(SUPPLIED MATERIAL)
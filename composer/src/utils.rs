use once_cell::sync::Lazy;
use regex::Regex;
use uuid::Uuid;

use crate::constants::{KB, MB};

static EMAIL_RE: Lazy<Option<Regex>> = Lazy::new(|| {
    match Regex::new(r"^[^\s@]+@[^\s@]+\.[^\s@]+$") {
        Ok(re) => Some(re),
        Err(err) => {
            log::error!("email pattern: {:?}", err);
            None
        }
    }
});

pub fn validate_email(email: &str) -> bool {
    EMAIL_RE.as_ref().map(|re| re.is_match(email)).unwrap_or_default()
}

pub fn new_id() -> String {
    Uuid::new_v4().simple().to_string()
}

pub fn format_size(bytes: u64) -> String {
    if bytes < KB {
        format!("{bytes} B")
    } else if bytes < MB {
        format!("{:.1} KB", bytes as f64 / KB as f64)
    } else {
        format!("{:.1} MB", bytes as f64 / MB as f64)
    }
}

#[cfg(test)]
mod tests {
    use proptest::prelude::*;

    use super::*;

    #[test]
    fn test_validate_conventional_addresses() {
        assert!(validate_email("a@b.com"));
        assert!(validate_email("first.last+tag@mail.example.org"));
        assert!(!validate_email(""));
        assert!(!validate_email("plainaddress"));
        assert!(!validate_email("@example.com"));
        assert!(!validate_email("user@"));
        assert!(!validate_email("user@localhost"));
        assert!(!validate_email("user name@example.com"));
        assert!(!validate_email("user@exa mple.com"));
        assert!(!validate_email("a@b@c.com"));
    }

    #[test]
    fn test_new_id_unique() {
        let a = new_id();
        let b = new_id();
        assert_ne!(a, b);
        assert!(!a.is_empty());
    }

    #[test]
    fn test_format_size() {
        assert_eq!(format_size(0), "0 B");
        assert_eq!(format_size(1023), "1023 B");
        assert_eq!(format_size(1024), "1.0 KB");
        assert_eq!(format_size(1536), "1.5 KB");
        assert_eq!(format_size(5 * 1024 * 1024), "5.0 MB");
    }

    proptest! {
        #[test]
        fn test_without_at_is_invalid(s in "[^@]{0,40}") {
            prop_assert!(!validate_email(&s));
        }

        #[test]
        fn test_domain_without_dot_is_invalid(local in "[a-z0-9]{1,12}", domain in "[a-z0-9-]{1,12}") {
            let address = format!("{local}@{domain}");
            prop_assert!(!validate_email(&address));
        }

        #[test]
        fn test_generated_addresses_are_valid(local in "[a-z0-9._]{1,12}", host in "[a-z0-9]{1,12}", tld in "[a-z]{2,6}") {
            let address = format!("{local}@{host}.{tld}");
            prop_assert!(validate_email(&address));
        }
    }
}
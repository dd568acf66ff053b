use dominator::{Dom, events, html};

use crate::constants::{BODY_EDITOR_ID, PROP_EDITABLE, PROP_HTML, TAG_DIV};
use crate::editor::editor_tools::{editor_tools, ToolTarget};
use crate::state::{body, with_composer};

fn css_class(label: &str) -> String {
    format!("app-editor__{label}")
}

pub fn app_editor() -> Dom {
    html!(TAG_DIV, {
        .class(css_class("container"))
        .children([
            editor_tools(ToolTarget::Body),
            html!(TAG_DIV, {
                .class(css_class("content"))
                .attr("id", BODY_EDITOR_ID)
                .attr(PROP_EDITABLE, "true")
                .prop(PROP_HTML, body())
                .event(handle_input)
            })
        ])
    })
}

fn handle_input(_: events::Input) {
    with_composer(|composer| composer.on_input());
}
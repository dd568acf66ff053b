pub mod attachments;
pub mod composer;
pub mod config;
pub mod constants;
pub mod draft;
pub mod editor;
pub mod error;
pub mod library;
pub mod notify;
pub mod recipients;
pub mod storage;
pub mod types;
pub mod utils;

pub use crate::composer::Composer;
pub use crate::config::Settings;
pub use crate::editor::{ContentBridge, EditCommand, EditorSurface, MemorySurface};
pub use crate::error::ComposeError;
pub use crate::notify::{NoticeLog, Notifier};
pub use crate::storage::{MemoryStorage, Storage};
pub static PROP_HTML: &'static str = "innerHTML";
pub static PROP_EDITABLE: &'static str = "contenteditable";
pub static PROP_PLACEHOLDER: &'static str = "placeholder";
pub static PROP_TITLE: &'static str = "title";
pub static PROP_NAME: &'static str = "name";
pub static PROP_TYPE: &'static str = "type";
pub static PROP_VALUE: &'static str = "value";
pub static PROP_SELECTED: &'static str = "selected";

pub static TAG_DIV: &'static str = "div";
pub static TAG_SPAN: &'static str = "span";
pub static TAG_INPUT: &'static str = "input";
pub static TAG_BUTTON: &'static str = "button";
pub static TAG_SELECT: &'static str = "select";
pub static TAG_OPTION: &'static str = "option";

pub static BODY_EDITOR_ID: &'static str = "body-editor";
pub static BODY_EDITOR_SELECTOR: &'static str = "#body-editor";
pub static SIGNATURE_EDITOR_ID: &'static str = "signature-editor";
pub static SIGNATURE_EDITOR_SELECTOR: &'static str = "#signature-editor";

pub static KEY_ENTER: &'static str = "Enter";
pub static KEY_COMMA: &'static str = ",";

pub const NOTICE_TIMEOUT_MS: u32 = 4000;

pub static FONT_NAMES: [&'static str; 5] = ["Arial", "Georgia", "Tahoma", "Times New Roman", "Verdana"];
pub static FONT_SIZES: [(&'static str, &'static str); 4] = [("2", "small"), ("3", "normal"), ("5", "large"), ("7", "huge")];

(THE TASK)
Copy each line of the data above without altering a single character.

(RESULT OF THIS EXERCISE)
filename composer/src/utils.rs
use once_cell::sync::Lazy;
use regex::Regex;
use uuid::Uuid;

use crate::constants::{KB, MB};

static EMAIL_RE: Lazy<Option<Regex>> = Lazy::new(|| {
    match Regex::new(r"^[^\s@]+@[^\s@]+\.[^\s@]+$") {
        Ok(re) => Some(re),
        Err(err) => {
            log::error!("email pattern: {:?}", err);
            None
        }
    }
});

pub fn validate_email(email: &str) -> bool {
    EMAIL_RE.as_ref().map(|re| re.is_match(email)).unwrap_or_default()
}

pub fn new_id() -> String {
    Uuid::new_v4().simple().to_string()
}

pub fn format_size(bytes: u64) -> String {
    if bytes < KB {
        format!("{bytes} B")
    } else if bytes < MB {
        format!("{:.1} KB", bytes as f64 / KB as f64)
    } else {
        format!("{:.1} MB", bytes as f64 / MB as f64)
    }
}

#[cfg(test)]
mod tests {
    use proptest::prelude::*;

    use super::*;

    #[test]
    fn test_validate_conventional_addresses() {
        assert!(validate_email("a@b.com"));
        assert!(validate_email("first.last+tag@mail.example.org"));
        assert!(!validate_email(""));
        assert!(!validate_email("plainaddress"));
        assert!(!validate_email("@example.com"));
        assert!(!validate_email("user@"));
        assert!(!validate_email("user@localhost"));
        assert!(!validate_email("user name@example.com"));
        assert!(!validate_email("user@exa mple.com"));
        assert!(!validate_email("a@b@c.com"));
    }

    #[test]
    fn test_new_id_unique() {
        let a = new_id();
        let b = new_id();
        assert_ne!(a, b);
        assert!(!a.is_empty());
    }

    #[test]
    fn test_format_size() {
        assert_eq!(format_size(0), "0 B");
        assert_eq!(format_size(1023), "1023 B");
        assert_eq!(format_size(1024), "1.0 KB");
        assert_eq!(format_size(1536), "1.5 KB");
        assert_eq!(format_size(5 * 1024 * 1024), "5.0 MB");
    }

    proptest! {
        #[test]
        fn test_without_at_is_invalid(s in "[^@]{0,40}") {
            prop_assert!(!validate_email(&s));
        }

        #[test]
        fn test_domain_without_dot_is_invalid(local in "[a-z0-9]{1,12}", domain in "[a-z0-9-]{1,12}") {
            let address = format!("{local}@{domain}");
            prop_assert!(!validate_email(&address));
        }

        #[test]
        fn test_generated_addresses_are_valid(local in "[a-z0-9._]{1,12}", host in "[a-z0-9]{1,12}", tld in "[a-z]{2,6}") {
            let address = format!("{local}@{host}.{tld}");
            prop_assert!(validate_email(&address));
        }
    }
}
repository dd568acf66ff053b
use dominator::{Dom, events, html};

use crate::constants::{BODY_EDITOR_ID, PROP_EDITABLE, PROP_HTML, TAG_DIV};
use crate::editor::editor_tools::{editor_tools, ToolTarget};
use crate::state::{body, with_composer};

fn css_class(label: &str) -> String {
    format!("app-editor__{label}")
}

pub fn app_editor() -> Dom {
    html!(TAG_DIV, {
        .class(css_class("container"))
        .children([
            editor_tools(ToolTarget::Body),
            html!(TAG_DIV, {
                .class(css_class("content"))
                .attr("id", BODY_EDITOR_ID)
                .attr(PROP_EDITABLE, "true")
                .prop(PROP_HTML, body())
                .event(handle_input)
            })
        ])
    })
}

fn handle_input(_: events::Input) {
    with_composer(|composer| composer.on_input());
}
repository dd568acf66ff053b
pub mod attachments;
pub mod composer;
pub mod config;
pub mod constants;
pub mod draft;
pub mod editor;
pub mod error;
pub mod library;
pub mod notify;
pub mod recipients;
pub mod storage;
pub mod types;
pub mod utils;

pub use crate::composer::Composer;
pub use crate::config::Settings;
pub use crate::editor::{ContentBridge, EditCommand, EditorSurface, MemorySurface};
pub use crate::error::ComposeError;
pub use crate::notify::{NoticeLog, Notifier};
pub use crate::storage::{MemoryStorage, Storage};
pub static PROP_HTML: &'static str = "innerHTML";
pub static PROP_EDITABLE: &'static str = "contenteditable";
pub static PROP_PLACEHOLDER: &'static str = "placeholder";
pub static PROP_TITLE: &'static str = "title";
pub static PROP_NAME: &'static str = "name";
pub static PROP_TYPE: &'static str = "type";
pub static PROP_VALUE: &'static str = "value";
pub static PROP_SELECTED: &'static str = "selected";

pub static TAG_DIV: &'static str = "div";
pub static TAG_SPAN: &'static str = "span";
pub static TAG_INPUT: &'static str = "input";
pub static TAG_BUTTON: &'static str = "button";
pub static TAG_SELECT: &'static str = "select";
pub static TAG_OPTION: &'static str = "option";

pub static BODY_EDITOR_ID: &'static str = "body-editor";
pub static BODY_EDITOR_SELECTOR: &'static str = "#body-editor";
pub static SIGNATURE_EDITOR_ID: &'static str = "signature-editor";
pub static SIGNATURE_EDITOR_SELECTOR: &'static str = "#signature-editor";

pub static KEY_ENTER: &'static str = "Enter";
pub static KEY_COMMA: &'static str = ",";

pub const NOTICE_TIMEOUT_MS: u32 = 4000;

pub static FONT_NAMES: [&'static str; 5] = ["Arial", "Georgia", "Tahoma", "Times New Roman", "Verdana"];
pub static FONT_SIZES: [(&'static str, &'static str); 4] = [("2", "small"), ("3", "normal"), ("5", "large"), ("7", "huge")];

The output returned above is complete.